I went into this conversation with Sylvia Boorstein hoping for some practical wisdom about imparting such qualities of character. In the course of our time together, some of it in exchange with an audience of people with children in their lives, we circled back to the simplest and most daunting reality of all: our children are likely, in the end, to act and live as we act and live. Nurturing their inner lives means nurturing our inner lives, for their sakes.
I couldn’t have found a better conversation partner on this. Sylvia Boorstein has four grown children and seven grandchildren, and her spiritual practice is blessedly reality-based. Buddhism, of course, is at its core about embracing reality head on, about minimizing suffering in life by first acknowledging that suffering is a fact of life and resolving not to make it worse.
So, as she describes, this spiritual practice has helped her grasp that her lifelong tendency to worry is simply a quality she possesses, no more remarkable than the fact that, as she puts it, she is short and has brown hair. Others of us may have a tendency towards anger, or to reach for sensory comfort when life throws its curve balls. The trick for achieving balance and joy in our own lives — a trick made both harder and more important by the presence of children who exhaust as well as delight us — is first to know this about ourselves.
Spiritual parenting, as Sylvia Boorstein describes it, is not about adding work or effort to our overly busy lives. It is about self-knowledge and “wise effort” that helps us live gracefully moment by moment. It is manifest as much in how we fold the laundry as in how we discipline or praise our children. She offers this, for example, as a simple piece of effort that can reorient our attitudes and responses in all kinds of situations. Rather than asking, “Am I pleased?” in any given situation, we can ask instead, “In this moment, am I able to care?”
Recalculating with No Road Ahead
by Trent Gilliss, senior editor
“Sometimes not even the GPS can really tell you where you are.”
This dear listener with a fine sense of humor submitted the photo above, along with the subsequent caption in response to our show “What We Nurture with” Sylvia Boorstein. During her conversation with Krista, the Jewish-Buddhist teacher and psychotherapist shares this analogy about “recalculating” one’s life like a GPS unit:
Dr. Boorstein: I’ve never said it in a public audience, but I just thought about it recently.
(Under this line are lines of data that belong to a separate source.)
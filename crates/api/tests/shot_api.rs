//! HTTP-level integration tests for scenes, shots, shot images and shot
//! comments.

mod common;

use axum::http::{Method, StatusCode};
use axum::Router;
use common::{
    body_bytes, body_json, create_project, delete_auth, get, get_auth, png_bytes, post_auth,
    post_json_auth, put_json_auth, signup, upload_auth, PUBLIC_BASE_URL,
};
use serde_json::{json, Value};
use sqlx::PgPool;

async fn create_shot(app: &Router, token: &str, project_id: i64, body: Value) -> Value {
    let response = post_json_auth(
        app.clone(),
        &format!("/api/v1/projects/{project_id}/shots"),
        body,
        token,
    )
    .await;
    assert_eq!(response.status(), StatusCode::CREATED);
    body_json(response).await["data"].clone()
}

// ---------------------------------------------------------------------------
// Scenes
// ---------------------------------------------------------------------------

/// A project without a story gets a single default scene, and syncing
/// again leaves existing scenes alone.
#[sqlx::test(migrations = "../../db/migrations")]
async fn test_sync_scenes_without_story(pool: PgPool) {
    let app = common::build_test_app(pool);
    let (token, _) = signup(&app, "owner@example.com").await;
    let id = create_project(&app, &token, "Lighthouse").await;
    let sync = format!("/api/v1/projects/{id}/scenes/sync");

    let response = post_auth(app.clone(), &sync, &token).await;
    assert_eq!(response.status(), StatusCode::OK);
    let json = body_json(response).await;
    assert_eq!(json["data"].as_array().unwrap().len(), 1);
    assert_eq!(json["data"][0]["title"], "Scene 1");
    assert_eq!(json["data"][0]["scene_number"], 1);

    post_auth(app.clone(), &sync, &token).await;
    let json = body_json(get_auth(app, &format!("/api/v1/projects/{id}/scenes"), &token).await).await;
    assert_eq!(json["data"].as_array().unwrap().len(), 1);
    assert_eq!(json["data"][0]["checklist_progress"], 0);
    assert_eq!(json["data"][0]["checklist_complete"], false);
}

#[sqlx::test(migrations = "../../db/migrations")]
async fn test_sync_scenes_from_story(pool: PgPool) {
    let app = common::build_test_app(pool);
    let (token, _) = signup(&app, "owner@example.com").await;
    let id = create_project(&app, &token, "Lighthouse").await;

    put_json_auth(
        app.clone(),
        &format!("/api/v1/projects/{id}/story-structure"),
        json!([
            { "title": "Opening", "description": "The keeper climbs" },
            { "title": "Storm", "location": "Cliff", "location_type": "Outdoor" },
        ]),
        &token,
    )
    .await;

    let json = body_json(
        post_auth(app, &format!("/api/v1/projects/{id}/scenes/sync"), &token).await,
    )
    .await;
    let scenes = json["data"].as_array().unwrap();
    assert_eq!(scenes.len(), 2);
    assert_eq!(scenes[0]["title"], "Opening");
    assert_eq!(scenes[1]["scene_number"], 2);
    assert_eq!(scenes[1]["location"], "Cliff");
    assert_eq!(scenes[1]["location_type"], "Outdoor");
}

/// Toggling items moves checklist progress; set-all completes it.
#[sqlx::test(migrations = "../../db/migrations")]
async fn test_scene_checklist(pool: PgPool) {
    let app = common::build_test_app(pool);
    let (token, _) = signup(&app, "owner@example.com").await;
    let id = create_project(&app, &token, "Lighthouse").await;
    let json = body_json(
        post_auth(app.clone(), &format!("/api/v1/projects/{id}/scenes/sync"), &token).await,
    )
    .await;
    let scene_id = json["data"][0]["id"].as_i64().unwrap();
    let toggle = format!("/api/v1/scenes/{scene_id}/checklist/toggle");

    let response = post_json_auth(app.clone(), &toggle, json!({ "key": "lighting_setup" }), &token).await;
    assert_eq!(response.status(), StatusCode::OK);
    let json = body_json(response).await;
    assert_eq!(json["data"]["checklist"]["lighting_setup"], true);
    assert_eq!(json["data"]["checklist_progress"], 17);

    let response = post_json_auth(app.clone(), &toggle, json!({ "key": "coffee" }), &token).await;
    assert_eq!(response.status(), StatusCode::BAD_REQUEST);

    let response = put_json_auth(
        app.clone(),
        &format!("/api/v1/scenes/{scene_id}/checklist"),
        json!({ "checked": true }),
        &token,
    )
    .await;
    let json = body_json(response).await;
    assert_eq!(json["data"]["checklist_progress"], 100);
    assert_eq!(json["data"]["checklist_complete"], true);

    let response = put_json_auth(
        app,
        &format!("/api/v1/scenes/{scene_id}"),
        json!({ "location_type": "Underwater" }),
        &token,
    )
    .await;
    assert_eq!(response.status(), StatusCode::BAD_REQUEST);
}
I decided that — I’ll find out soon if this is a good analogy — but I was thinking about the GPS in my car. It never gets annoyed at me. If I make a mistake, it says, “Recalculating.” And then it tells me to make the soonest left turn and go back. I thought to myself, you know, I should write a book and call it “Recalculating” because I think that that’s what we’re doing all the time.
If something happens, it challenges us and the challenge is, OK, so do you want to get mad now? You could get mad, you could go home, you could make some phone calls, you could tell a few people you can’t believe what this person said or that person said. Indignation is tremendously seductive, you know, and to share with other people on the telephone and all that. So to not do it and to say, wait a minute, apropos of you said before, wise effort to say to yourself, wait a minute, this is not the right road. Literally, this is not the right road. There’s a fork in the road here. I could become indignant, I could flame up this flame of negativity or I could say, “Recalculating.” I’ll just go back here.
Ms. Tippett: So this is an example of technology instilling us with spiritual discipline — we find so much to criticize.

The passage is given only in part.